The post break-up melancholy has been felt by many of us, along with the spontaneity of irrational thinking/behavior. Death Cab for Cutie’s video for their track “Title And Registration” is a dynamic duo of candid lyrics and visual representation of how the heart is viewed as a vessel for love and feeling. Director Patrick Daughters is a music video genius who adds a tone of intimacy between viewer and artist with his grainy textures and shifting back and forth between medium shots and close-ups of eyes/faces. This allows the viewer to be aware of the subject’s surroundings to understand what they are experiencing, but more importantly never lose focus of the emotion emanating from them. Daughter’s achieved this style early on when working with his video reel staples, the Yeah Yeah Yeah’s and Kings of Leon in their video’s “Date With the Night”(2003) and “The Bucket”(2004), respectively.

“Title And Registration” begins with interchanging shots of close ups of heavy-duty medical scissors and medium shots setting up the scene of what is clearly going to be an operation. For a scene like this the diegetic space is assumed to be clean, white, and so sterile the phantom smell of antiseptic burns the nostrils. In actuality, hues of amber are thrown around the room from warm light coming through a window of cotton curtains. As the narrative unfolds, introduced are abstract practical effects. Literal paper skin alluding to a soft exterior and steel band ribs that drop a hint of what is it to break open someone’s chest during an operation of this magnitude. The internal organs are of the same delicate nature, papery but emit a dim soft light, visually contrasting to patient’s blackened lifeless heart. When the operation is successful, the entire organ structure begins to glow brilliantly, a system working even better than before with its new heart at its center.

The most impressive aspect of this work is the subtlety of expression change in the patient, played by leading man, Ben Gibbard. Gibbard sings throughout the piece, intricately intertwining lyrics with his head and eye movements. It can be imagined that a patient not under full anesthesia for an invasive procedure does not just stare ahead with their eyes fixed. They look left and right, which can be a sign someone is recalling a moment or a piece of information. Someone may do this when thinking/speaking of a recent heartbreak.
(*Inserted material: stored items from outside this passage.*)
//! Shared tests for RecordStore implementations
//!
//! Tests are written as async functions that take a test context holding the
//! store under test and a fixture for seeding rows into it.

use std::sync::Arc;

use chrono::{DateTime, Duration, TimeZone, Utc};

use super::harness::{RecordingHook, StoreFixture};
use crate::{
    db::{DbError, RecordStore, Scope},
    prune::{PrunableModel, PruneMethod, PruneOptions, PruneOutcome},
};

/// Test context containing the store and its seeding fixture
pub struct RecordStoreTestContext<'a> {
    pub store: &'a dyn RecordStore,
    pub fixture: &'a dyn StoreFixture,
}

fn reference_time() -> DateTime<Utc> {
    Utc.with_ymd_and_hms(2017, 10, 7, 12, 0, 0).unwrap()
}

/// Seed `old` rows created 30 days before the reference time, then `fresh`
/// rows created one day before it. Returns the ids of the old rows.
async fn seed_sessions(ctx: &RecordStoreTestContext<'_>, old: usize, fresh: usize) -> Vec<i64> {
    let now = reference_time();
    let mut old_ids = Vec::with_capacity(old);
    for _ in 0..old {
        let at = now - Duration::days(30);
        old_ids.push(ctx.fixture.seed("sessions", "guest", at, at).await);
    }
    for _ in 0..fresh {
        let at = now - Duration::days(1);
        ctx.fixture.seed("sessions", "member", at, at).await;
    }
    old_ids
}

fn stale_sessions() -> Scope {
    Scope::new("sessions").lt("created_at", reference_time() - Duration::days(7))
}

// ============================================================================
// Count / Exists
// ============================================================================

pub async fn test_count_empty(ctx: &RecordStoreTestContext<'_>) {
    assert_eq!(ctx.store.count(&Scope::new("sessions")).await.unwrap(), 0);
    assert!(!ctx.store.exists(&Scope::new("sessions")).await.unwrap());
}

pub async fn test_count_with_filters(ctx: &RecordStoreTestContext<'_>) {
    seed_sessions(ctx, 3, 2).await;

    assert_eq!(ctx.store.count(&Scope::new("sessions")).await.unwrap(), 5);
    assert_eq!(ctx.store.count(&stale_sessions()).await.unwrap(), 3);

    let guests = Scope::new("sessions").eq("kind", "guest");
    assert_eq!(ctx.store.count(&guests).await.unwrap(), 3);

    let fresh_guests = guests.ge("created_at", reference_time() - Duration::days(7));
    assert_eq!(ctx.store.count(&fresh_guests).await.unwrap(), 0);
    assert!(!ctx.store.exists(&fresh_guests).await.unwrap());
}

pub async fn test_count_ignores_other_tables(ctx: &RecordStoreTestContext<'_>) {
    seed_sessions(ctx, 2, 0).await;
    let at = reference_time() - Duration::days(30);
    ctx.fixture.seed("events", "click", at, at).await;

    assert_eq!(ctx.store.count(&Scope::new("events")).await.unwrap(), 1);
    assert_eq!(ctx.store.count(&Scope::new("sessions")).await.unwrap(), 2);
}

// ============================================================================
// Keyset paging
// ============================================================================

pub async fn test_select_ids_ordered_and_limited(ctx: &RecordStoreTestContext<'_>) {
    let old_ids = seed_sessions(ctx, 5, 2).await;

    let first = ctx.store.select_ids(&stale_sessions(), None, 2).await.unwrap();
    assert_eq!(first, old_ids[..2].to_vec());

    let second = ctx
        .store
        .select_ids(&stale_sessions(), Some(first[1]), 2)
        .await
        .unwrap();
    assert_eq!(second, old_ids[2..4].to_vec());

    let last = ctx
        .store
        .select_ids(&stale_sessions(), Some(second[1]), 2)
        .await
        .unwrap();
    assert_eq!(last, old_ids[4..].to_vec());

    let past_end = ctx
        .store
        .select_ids(&stale_sessions(), Some(old_ids[4]), 2)
        .await
        .unwrap();
    assert!(past_end.is_empty());
}

pub async fn test_select_ids_stable_under_deletion(ctx: &RecordStoreTestContext<'_>) {
    let old_ids = seed_sessions(ctx, 4, 0).await;

    let page = ctx.store.select_ids(&stale_sessions(), None, 2).await.unwrap();
    ctx.store
        .delete_all(&stale_sessions().only_ids(page.clone()))
        .await
        .unwrap();

    let next = ctx
        .store
        .select_ids(&stale_sessions(), page.last().copied(), 2)
        .await
        .unwrap();
    assert_eq!(next, old_ids[2..].to_vec());
}

// ============================================================================
// Removal
// ============================================================================

pub async fn test_delete_all_removes_only_matches(ctx: &RecordStoreTestContext<'_>) {
    seed_sessions(ctx, 3, 2).await;

    let removed = ctx.store.delete_all(&stale_sessions()).await.unwrap();
    assert_eq!(removed, 3);
    assert_eq!(ctx.store.count(&Scope::new("sessions")).await.unwrap(), 2);
    assert_eq!(ctx.store.count(&stale_sessions()).await.unwrap(), 0);

    // Nothing left to match
    assert_eq!(ctx.store.delete_all(&stale_sessions()).await.unwrap(), 0);
}

pub async fn test_delete_all_skips_hooks(ctx: &RecordStoreTestContext<'_>) {
    seed_sessions(ctx, 2, 0).await;
    let hook = Arc::new(RecordingHook::default());
    ctx.fixture.add_hook("sessions", hook.clone());

    assert_eq!(ctx.store.delete_all(&stale_sessions()).await.unwrap(), 2);
    assert!(hook.calls().is_empty());
}

pub async fn test_destroy_all_runs_hooks(ctx: &RecordStoreTestContext<'_>) {
    let old_ids = seed_sessions(ctx, 3, 1).await;
    let hook = Arc::new(RecordingHook::default());
    ctx.fixture.add_hook("sessions", hook.clone());

    let removed = ctx.store.destroy_all(&stale_sessions()).await.unwrap();
    assert_eq!(removed, 3);

    let expected: Vec<_> = old_ids
        .iter()
        .map(|id| ("sessions".to_string(), *id))
        .collect();
    assert_eq!(hook.calls(), expected);
    assert_eq!(ctx.store.count(&Scope::new("sessions")).await.unwrap(), 1);
}

pub async fn test_destroy_all_hook_error_aborts(ctx: &RecordStoreTestContext<'_>) {
    let old_ids = seed_sessions(ctx, 3, 0).await;
    ctx.fixture
        .add_hook("sessions", Arc::new(RecordingHook::failing_on(old_ids[1])));

    let err = ctx.store.destroy_all(&stale_sessions()).await.unwrap_err();
    assert!(matches!(err, DbError::Hook { id, .. } if id == old_ids[1]));

    // The refused row and everything after it survive
    let remaining = ctx
        .store
        .select_ids(&Scope::new("sessions"), None, 10)
        .await
        .unwrap();
    assert_eq!(remaining, old_ids[1..].to_vec());
}

pub async fn test_only_ids_drops_other_filters(ctx: &RecordStoreTestContext<'_>) {
    let old_ids = seed_sessions(ctx, 2, 0).await;
    let fresh = ctx
        .fixture
        .seed("sessions", "member", reference_time(), reference_time())
        .await;

    let scope = stale_sessions().only_ids(vec![old_ids[0], fresh]);
    assert_eq!(ctx.store.count(&scope).await.unwrap(), 2);

    let empty = stale_sessions().only_ids(Vec::new());
    assert_eq!(ctx.store.count(&empty).await.unwrap(), 0);
    assert_eq!(ctx.store.delete_all(&empty).await.unwrap(), 0);
}

// ============================================================================
// Engine against a real backend
// ============================================================================

pub async fn test_batched_prune_removes_all_stale(ctx: &RecordStoreTestContext<'_>) {
    seed_sessions(ctx, 7, 3).await;
    let model = PrunableModel::new("sessions").created_after(Duration::days(7));
    let options = PruneOptions::new().at(reference_time()).batch_size(3);

    let outcome = model.prune(ctx.store, &options).await.unwrap();
    assert_eq!(outcome, PruneOutcome::Pruned(7));
    assert_eq!(ctx.store.count(&Scope::new("sessions")).await.unwrap(), 3);

    let again = model.prune(ctx.store, &options).await.unwrap();
    assert_eq!(again, PruneOutcome::Pruned(0));
}

pub async fn test_prune_delete_by_updated_at(ctx: &RecordStoreTestContext<'_>) {
    let now = reference_time();
    let created = now - Duration::days(60);
    ctx.fixture
        .seed("events", "click", created, now - Duration::days(10))
        .await;
    ctx.fixture
        .seed("events", "click", created, now - Duration::days(1))
        .await;
    let hook = Arc::new(RecordingHook::default());
    ctx.fixture.add_hook("events", hook.clone());

    let model = PrunableModel::new("events").updated_after(Duration::days(7));
    let options = PruneOptions::new()
        .at(now)
        .with_method(PruneMethod::Delete);

    let outcome = model.prune(ctx.store, &options).await.unwrap();
    assert_eq!(outcome.count(), 1);
    assert!(hook.calls().is_empty());
    assert_eq!(ctx.store.count(&Scope::new("events")).await.unwrap(), 1);
}

// ============================================================================
// Memory backend
// ============================================================================

mod memory_tests {
    use super::*;
    use crate::db::MemoryRecordStore;

    macro_rules! memory_test {
        ($name:ident) => {
            #[tokio::test]
            async fn $name() {
                let store = MemoryRecordStore::new();
                let ctx = RecordStoreTestContext {
                    store: &store,
                    fixture: &store,
                };
                super::$name(&ctx).await;
            }
        };
    }

    memory_test!(test_count_empty);
    memory_test!(test_count_with_filters);
    memory_test!(test_count_ignores_other_tables);
    memory_test!(test_select_ids_ordered_and_limited);
    memory_test!(test_select_ids_stable_under_deletion);
    memory_test!(test_delete_all_removes_only_matches);
    memory_test!(test_delete_all_skips_hooks);
    memory_test!(test_destroy_all_runs_hooks);
    memory_test!(test_destroy_all_hook_error_aborts);
    memory_test!(test_only_ids_drops_other_filters);
    memory_test!(test_batched_prune_removes_all_stale);
    memory_test!(test_prune_delete_by_updated_at);
}

// ============================================================================
// SQLite backend
// ============================================================================

#[cfg(feature = "database-sqlite")]
mod sqlite_tests {
    use super::*;
    use crate::db::{
        sqlite::SqliteRecordStore,
        tests::harness::{create_sqlite_pool, create_test_tables},
    };

    async fn create_store() -> SqliteRecordStore {
        let pool = create_sqlite_pool().await;
        create_test_tables(&pool).await;
        SqliteRecordStore::new(pool)
    }

    macro_rules! sqlite_test {
        ($name:ident) => {
            #[tokio::test]
            async fn $name() {
                let store = create_store().await;
                let ctx = RecordStoreTestContext {
                    store: &store,
                    fixture: &store,
                };
                super::$name(&ctx).await;
            }
        };
    }

    sqlite_test!(test_count_empty);
    sqlite_test!(test_count_with_filters);
    sqlite_test!(test_count_ignores_other_tables);
    sqlite_test!(test_select_ids_ordered_and_limited);
    sqlite_test!(test_select_ids_stable_under_deletion);
    sqlite_test!(test_delete_all_removes_only_matches);
    sqlite_test!(test_delete_all_skips_hooks);
    sqlite_test!(test_destroy_all_runs_hooks);
    sqlite_test!(test_destroy_all_hook_error_aborts);
    sqlite_test!(test_only_ids_drops_other_filters);
    sqlite_test!(test_batched_prune_removes_all_stale);
    sqlite_test!(test_prune_delete_by_updated_at);

    #[tokio::test]
    async fn test_sqlite_native_timestamps_compare_by_time() {
        let store = create_store().await;
        // datetime('now') format, not RFC 3339
        for at in ["2017-09-29 12:00:00", "2017-09-30 12:00:00", "2017-10-06 08:30:00"] {
            sqlx::query(
                "INSERT INTO sessions (kind, created_at, updated_at) VALUES ('guest', ?, ?)",
            )
            .bind(at)
            .bind(at)
            .execute(store.pool())
            .await
            .unwrap();
        }

        let now = Utc.with_ymd_and_hms(2017, 10, 7, 0, 0, 0).unwrap();
        let model = PrunableModel::new("sessions").created_after(Duration::days(7));
        let outcome = model
            .prune(&store, &PruneOptions::new().at(now))
            .await
            .unwrap();

        // Only the row before 2017-09-30T00:00Z is stale
        assert_eq!(outcome, PruneOutcome::Pruned(1));
        let remaining: Vec<String> =
            sqlx::query_scalar("SELECT created_at FROM sessions ORDER BY id")
                .fetch_all(store.pool())
                .await
                .unwrap();
        assert_eq!(remaining, vec!["2017-09-30 12:00:00", "2017-10-06 08:30:00"]);
    }

    #[tokio::test]
    async fn test_batch_larger_than_bind_limit() {
        const ROWS: i64 = 40_000;

        let store = create_store().await;
        sqlx::query(
            r#"
            WITH RECURSIVE seq(n) AS (SELECT 1 UNION ALL SELECT n + 1 FROM seq WHERE n < ?)
            INSERT INTO sessions (kind, created_at, updated_at)
            SELECT 'guest', '2017-01-01 00:00:00', '2017-01-01 00:00:00' FROM seq
            "#,
        )
        .bind(ROWS)
        .execute(store.pool())
        .await
        .unwrap();

        let model = PrunableModel::new("sessions").created_after(Duration::days(7));
        let options = PruneOptions::new()
            .at(reference_time())
            .with_method(PruneMethod::Delete)
            .batch_size(ROWS as u32);

        let outcome = model.prune(&store, &options).await.unwrap();
        assert_eq!(outcome, PruneOutcome::Pruned(ROWS as u64));
        assert_eq!(store.count(&Scope::new("sessions")).await.unwrap(), 0);
    }
}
Lack of eye contact can be reasoned to be a lack of surety when in conversation. As the procedure concludes, he is now looking straight ahead, a surety and new paradigm in thinking when cataloguing his thoughts on the heartbreak.

About reflexivity, music and emotion go hand and hand and should not be overlooked for this piece. DCFC’s Transatlanticism is one of their more introspective in their thematical solitude of love felt and lost. If this track is about a real heartbreak for Gibbard, it means something that his bandmates are the ones in the room and performing this operation. This implores the idea that it’s important to reach out to friends and confidants when in the state of post breakup melancholy. Healing comes with time, yes, but also with a little help from the ones that lift us up or inspire us.

To quote a lyric, “where disappointment and regret collide..” you will not find “Title & Registration”.